The entries below contain a line with "chesscom_translations !== 'undefined'" and a line with "pub const GAME_ACTIVE: &str". Quote exactly those two lines and all lines between them.

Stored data
= Beginning of Section =

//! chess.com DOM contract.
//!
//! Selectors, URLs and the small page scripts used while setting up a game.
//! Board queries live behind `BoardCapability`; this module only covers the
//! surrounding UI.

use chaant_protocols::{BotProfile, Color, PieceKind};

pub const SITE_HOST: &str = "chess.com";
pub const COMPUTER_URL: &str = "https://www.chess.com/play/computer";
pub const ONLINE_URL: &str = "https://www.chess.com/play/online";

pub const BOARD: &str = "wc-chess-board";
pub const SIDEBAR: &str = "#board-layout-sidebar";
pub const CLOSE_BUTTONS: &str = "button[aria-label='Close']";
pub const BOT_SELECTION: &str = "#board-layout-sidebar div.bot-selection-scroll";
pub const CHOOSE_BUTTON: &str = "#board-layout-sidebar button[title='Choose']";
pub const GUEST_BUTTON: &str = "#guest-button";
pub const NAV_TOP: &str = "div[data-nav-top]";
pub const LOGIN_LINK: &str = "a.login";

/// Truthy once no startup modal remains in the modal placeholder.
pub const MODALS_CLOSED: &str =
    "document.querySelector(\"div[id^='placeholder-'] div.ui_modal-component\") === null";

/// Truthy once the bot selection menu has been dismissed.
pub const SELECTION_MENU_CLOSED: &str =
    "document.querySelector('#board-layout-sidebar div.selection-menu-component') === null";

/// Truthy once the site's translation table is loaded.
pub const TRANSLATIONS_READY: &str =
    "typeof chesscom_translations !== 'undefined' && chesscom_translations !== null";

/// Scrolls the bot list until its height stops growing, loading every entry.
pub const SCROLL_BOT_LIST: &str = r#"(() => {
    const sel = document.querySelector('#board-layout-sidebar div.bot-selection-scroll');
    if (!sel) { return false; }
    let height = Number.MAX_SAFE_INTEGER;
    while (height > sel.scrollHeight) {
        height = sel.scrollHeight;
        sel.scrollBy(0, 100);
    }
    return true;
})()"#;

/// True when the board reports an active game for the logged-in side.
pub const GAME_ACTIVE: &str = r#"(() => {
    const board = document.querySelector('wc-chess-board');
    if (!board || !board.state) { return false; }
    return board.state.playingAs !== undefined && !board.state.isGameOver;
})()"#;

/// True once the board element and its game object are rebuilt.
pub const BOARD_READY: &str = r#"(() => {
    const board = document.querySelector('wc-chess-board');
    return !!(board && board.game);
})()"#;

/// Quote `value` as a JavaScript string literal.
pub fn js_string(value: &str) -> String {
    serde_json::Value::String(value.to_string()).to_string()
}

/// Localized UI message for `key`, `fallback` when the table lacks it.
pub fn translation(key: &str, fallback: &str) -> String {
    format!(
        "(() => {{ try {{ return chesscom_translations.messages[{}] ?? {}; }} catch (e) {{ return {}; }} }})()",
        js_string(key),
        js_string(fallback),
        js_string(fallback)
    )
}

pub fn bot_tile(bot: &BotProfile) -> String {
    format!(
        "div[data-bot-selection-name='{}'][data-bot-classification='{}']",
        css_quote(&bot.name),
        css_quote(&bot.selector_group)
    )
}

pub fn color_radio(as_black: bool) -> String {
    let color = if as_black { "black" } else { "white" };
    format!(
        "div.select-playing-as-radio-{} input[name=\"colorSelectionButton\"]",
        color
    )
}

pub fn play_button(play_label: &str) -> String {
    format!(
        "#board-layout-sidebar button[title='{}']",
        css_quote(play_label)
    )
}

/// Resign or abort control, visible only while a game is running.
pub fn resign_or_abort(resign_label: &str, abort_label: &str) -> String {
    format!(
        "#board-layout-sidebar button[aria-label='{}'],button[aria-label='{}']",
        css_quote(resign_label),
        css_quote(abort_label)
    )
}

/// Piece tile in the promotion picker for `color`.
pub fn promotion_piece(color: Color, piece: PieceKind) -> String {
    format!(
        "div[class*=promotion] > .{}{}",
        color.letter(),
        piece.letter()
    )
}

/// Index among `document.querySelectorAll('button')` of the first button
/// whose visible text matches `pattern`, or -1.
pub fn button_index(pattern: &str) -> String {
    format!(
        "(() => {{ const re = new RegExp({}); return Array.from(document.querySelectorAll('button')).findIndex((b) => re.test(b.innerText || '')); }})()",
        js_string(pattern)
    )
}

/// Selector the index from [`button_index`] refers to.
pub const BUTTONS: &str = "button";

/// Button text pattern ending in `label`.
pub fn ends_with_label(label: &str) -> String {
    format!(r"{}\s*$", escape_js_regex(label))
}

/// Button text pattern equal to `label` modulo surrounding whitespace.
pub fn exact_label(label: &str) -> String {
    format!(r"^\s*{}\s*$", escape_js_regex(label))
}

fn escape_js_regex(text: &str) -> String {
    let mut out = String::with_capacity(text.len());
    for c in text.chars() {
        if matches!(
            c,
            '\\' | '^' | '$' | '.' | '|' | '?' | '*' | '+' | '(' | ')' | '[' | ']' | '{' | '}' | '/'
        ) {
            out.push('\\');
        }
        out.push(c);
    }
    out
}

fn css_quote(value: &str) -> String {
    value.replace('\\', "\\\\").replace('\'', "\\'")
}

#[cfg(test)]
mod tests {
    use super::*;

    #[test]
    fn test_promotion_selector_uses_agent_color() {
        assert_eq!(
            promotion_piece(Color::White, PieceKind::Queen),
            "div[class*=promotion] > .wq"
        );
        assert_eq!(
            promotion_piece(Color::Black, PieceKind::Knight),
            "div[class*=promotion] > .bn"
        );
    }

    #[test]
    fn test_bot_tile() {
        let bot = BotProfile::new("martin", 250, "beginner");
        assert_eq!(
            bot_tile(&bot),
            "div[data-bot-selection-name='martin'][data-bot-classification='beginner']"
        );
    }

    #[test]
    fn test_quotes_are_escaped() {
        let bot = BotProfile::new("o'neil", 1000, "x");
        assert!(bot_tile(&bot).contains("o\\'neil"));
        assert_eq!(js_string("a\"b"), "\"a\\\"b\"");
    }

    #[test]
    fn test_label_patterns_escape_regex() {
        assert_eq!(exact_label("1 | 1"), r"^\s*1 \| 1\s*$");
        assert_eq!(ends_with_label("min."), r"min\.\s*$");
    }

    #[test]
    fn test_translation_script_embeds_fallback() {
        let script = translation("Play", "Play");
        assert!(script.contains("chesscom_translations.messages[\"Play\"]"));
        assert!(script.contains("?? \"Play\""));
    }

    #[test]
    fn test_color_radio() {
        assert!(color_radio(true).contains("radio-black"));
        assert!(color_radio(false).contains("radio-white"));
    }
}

= End of Section =
= Beginning of Section =

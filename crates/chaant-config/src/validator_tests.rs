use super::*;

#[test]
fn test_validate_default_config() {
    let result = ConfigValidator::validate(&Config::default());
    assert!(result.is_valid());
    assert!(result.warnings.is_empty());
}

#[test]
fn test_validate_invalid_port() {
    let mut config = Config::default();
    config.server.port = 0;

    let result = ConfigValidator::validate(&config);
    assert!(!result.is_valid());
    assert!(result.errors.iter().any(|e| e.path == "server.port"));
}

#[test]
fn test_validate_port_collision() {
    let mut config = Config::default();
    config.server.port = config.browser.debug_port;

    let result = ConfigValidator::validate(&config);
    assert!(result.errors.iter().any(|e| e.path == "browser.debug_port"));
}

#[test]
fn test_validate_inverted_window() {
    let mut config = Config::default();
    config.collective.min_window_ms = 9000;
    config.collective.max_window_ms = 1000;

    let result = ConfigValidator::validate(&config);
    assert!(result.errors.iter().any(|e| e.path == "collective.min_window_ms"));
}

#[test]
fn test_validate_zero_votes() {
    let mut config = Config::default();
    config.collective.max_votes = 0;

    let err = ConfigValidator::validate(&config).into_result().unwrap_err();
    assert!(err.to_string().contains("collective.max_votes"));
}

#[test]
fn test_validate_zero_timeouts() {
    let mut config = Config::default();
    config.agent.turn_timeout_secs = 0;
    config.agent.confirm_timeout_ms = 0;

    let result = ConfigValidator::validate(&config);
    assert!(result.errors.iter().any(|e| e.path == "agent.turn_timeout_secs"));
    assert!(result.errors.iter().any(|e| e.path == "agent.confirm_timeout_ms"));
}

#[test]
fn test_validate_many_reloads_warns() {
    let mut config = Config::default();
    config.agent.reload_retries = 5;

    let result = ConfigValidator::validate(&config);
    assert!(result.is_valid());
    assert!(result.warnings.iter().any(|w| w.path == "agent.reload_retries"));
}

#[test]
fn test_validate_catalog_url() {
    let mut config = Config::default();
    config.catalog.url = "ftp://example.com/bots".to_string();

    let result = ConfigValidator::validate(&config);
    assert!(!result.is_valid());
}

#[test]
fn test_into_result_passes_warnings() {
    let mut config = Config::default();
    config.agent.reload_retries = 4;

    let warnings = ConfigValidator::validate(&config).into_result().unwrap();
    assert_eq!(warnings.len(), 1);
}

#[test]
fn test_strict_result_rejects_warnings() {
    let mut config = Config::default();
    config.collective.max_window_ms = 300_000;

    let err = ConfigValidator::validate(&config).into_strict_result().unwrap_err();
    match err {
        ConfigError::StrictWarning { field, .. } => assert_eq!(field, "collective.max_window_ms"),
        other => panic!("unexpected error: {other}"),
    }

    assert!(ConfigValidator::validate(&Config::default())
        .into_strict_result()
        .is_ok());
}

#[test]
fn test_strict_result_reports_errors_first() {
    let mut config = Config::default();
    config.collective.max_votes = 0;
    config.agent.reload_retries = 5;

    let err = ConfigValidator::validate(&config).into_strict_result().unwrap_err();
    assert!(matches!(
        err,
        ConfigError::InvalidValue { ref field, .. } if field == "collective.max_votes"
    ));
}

= End of Section =
= Beginning of Section =

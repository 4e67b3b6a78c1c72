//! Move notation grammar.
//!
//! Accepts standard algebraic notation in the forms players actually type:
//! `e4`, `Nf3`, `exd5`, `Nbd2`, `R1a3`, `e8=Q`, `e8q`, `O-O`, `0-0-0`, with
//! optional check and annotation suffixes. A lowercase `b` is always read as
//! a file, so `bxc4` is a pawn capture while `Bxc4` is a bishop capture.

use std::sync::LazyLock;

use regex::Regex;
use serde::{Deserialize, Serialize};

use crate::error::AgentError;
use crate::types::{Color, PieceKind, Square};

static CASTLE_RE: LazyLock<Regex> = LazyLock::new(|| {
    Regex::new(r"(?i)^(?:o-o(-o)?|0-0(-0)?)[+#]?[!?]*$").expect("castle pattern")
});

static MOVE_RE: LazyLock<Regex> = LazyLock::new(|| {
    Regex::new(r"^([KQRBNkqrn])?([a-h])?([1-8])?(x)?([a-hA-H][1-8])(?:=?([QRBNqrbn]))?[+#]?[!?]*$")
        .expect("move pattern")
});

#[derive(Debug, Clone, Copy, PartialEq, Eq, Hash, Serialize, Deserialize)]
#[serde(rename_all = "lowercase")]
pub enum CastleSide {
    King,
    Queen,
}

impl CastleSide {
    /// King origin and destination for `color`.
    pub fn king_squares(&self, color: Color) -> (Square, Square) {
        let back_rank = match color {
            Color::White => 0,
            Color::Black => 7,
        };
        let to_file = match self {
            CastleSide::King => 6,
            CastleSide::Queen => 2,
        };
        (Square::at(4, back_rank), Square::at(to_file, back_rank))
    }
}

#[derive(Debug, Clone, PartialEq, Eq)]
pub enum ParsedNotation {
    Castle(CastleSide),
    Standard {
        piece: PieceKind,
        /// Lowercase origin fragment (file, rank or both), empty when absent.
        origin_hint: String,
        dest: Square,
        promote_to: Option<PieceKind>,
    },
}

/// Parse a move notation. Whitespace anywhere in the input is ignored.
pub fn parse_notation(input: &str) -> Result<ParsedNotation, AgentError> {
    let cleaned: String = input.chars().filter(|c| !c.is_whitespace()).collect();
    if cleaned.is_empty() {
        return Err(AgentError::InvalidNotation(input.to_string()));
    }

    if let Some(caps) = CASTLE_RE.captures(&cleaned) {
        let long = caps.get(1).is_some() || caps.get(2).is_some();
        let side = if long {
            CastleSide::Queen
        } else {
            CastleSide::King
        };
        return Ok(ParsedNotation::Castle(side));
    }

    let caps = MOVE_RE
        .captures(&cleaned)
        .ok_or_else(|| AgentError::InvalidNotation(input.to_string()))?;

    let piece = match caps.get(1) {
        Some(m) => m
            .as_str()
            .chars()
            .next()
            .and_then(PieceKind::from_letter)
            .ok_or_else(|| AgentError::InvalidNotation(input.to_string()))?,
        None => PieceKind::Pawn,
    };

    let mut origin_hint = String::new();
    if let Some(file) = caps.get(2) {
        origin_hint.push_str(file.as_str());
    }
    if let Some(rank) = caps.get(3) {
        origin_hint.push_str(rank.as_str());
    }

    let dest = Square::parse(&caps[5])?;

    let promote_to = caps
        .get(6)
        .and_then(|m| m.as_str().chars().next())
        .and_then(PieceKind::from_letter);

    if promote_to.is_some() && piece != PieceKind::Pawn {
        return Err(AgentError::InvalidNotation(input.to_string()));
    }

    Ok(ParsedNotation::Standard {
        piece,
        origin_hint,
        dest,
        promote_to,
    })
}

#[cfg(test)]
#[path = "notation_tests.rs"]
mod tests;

= End of Section =

▸ **SOLUTION TO THE EXERCISE**
    "typeof chesscom_translations !== 'undefined' && chesscom_translations !== null";

/// Scrolls the bot list until its height stops growing, loading every entry.
pub const SCROLL_BOT_LIST: &str = r#"(() => {
    const sel = document.querySelector('#board-layout-sidebar div.bot-selection-scroll');
    if (!sel) { return false; }
    let height = Number.MAX_SAFE_INTEGER;
    while (height > sel.scrollHeight) {
        height = sel.scrollHeight;
        sel.scrollBy(0, 100);
    }
    return true;
})()"#;

/// True when the board reports an active game for the logged-in side.
pub const GAME_ACTIVE: &str = r#"(() => {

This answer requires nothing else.